**Your task:**
Your answer should be an exact copy of every record.
** Opening Dataset records block **
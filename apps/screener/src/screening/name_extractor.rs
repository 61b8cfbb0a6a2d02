use lazy_static::lazy_static;
use regex::Regex;

pub const UNKNOWN_CANDIDATE: &str = "Unknown Candidate";

lazy_static! {
    // "Capitalized word, space, Capitalized word", e.g. "John Smith".
    static ref NAME_RE: Regex = Regex::new(r"\b([A-Z][a-z]+ [A-Z][a-z]+)\b").unwrap();
}

/// Guesses the candidate's name: the first two consecutive capitalized words.
///
/// Heuristic only. No middle names, hyphenated names or non-Latin scripts;
/// a capitalized heading such as "Work Experience" wins if it comes first.
pub fn extract_candidate_name(resume_text: &str) -> String {
    NAME_RE
        .captures(resume_text)
        .and_then(|caps| caps.get(1))
        .map(|m| m.as_str().to_string())
        .unwrap_or_else(|| UNKNOWN_CANDIDATE.to_string())
}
** Closing Dataset records block **
**Task answer:**
filename apps/screener/src/screening/name_extractor.rs
repository 61b8cfbb0a6a2d02
use lazy_static::lazy_static;
use regex::Regex;

pub const UNKNOWN_CANDIDATE: &str = "Unknown Candidate";

lazy_static! {
    // "Capitalized word, space, Capitalized word", e.g. "John Smith".
    static ref NAME_RE: Regex = Regex::new(r"\b([A-Z][a-z]+ [A-Z][a-z]+)\b").unwrap();
}

/// Guesses the candidate's name: the first two consecutive capitalized words.
///
/// Heuristic only. No middle names, hyphenated names or non-Latin scripts;
/// a capitalized heading such as "Work Experience" wins if it comes first.
pub fn extract_candidate_name(resume_text: &str) -> String {
    NAME_RE
        .captures(resume_text)
        .and_then(|caps| caps.get(1))
        .map(|m| m.as_str().to_string())
        .unwrap_or_else(|| UNKNOWN_CANDIDATE.to_string())
}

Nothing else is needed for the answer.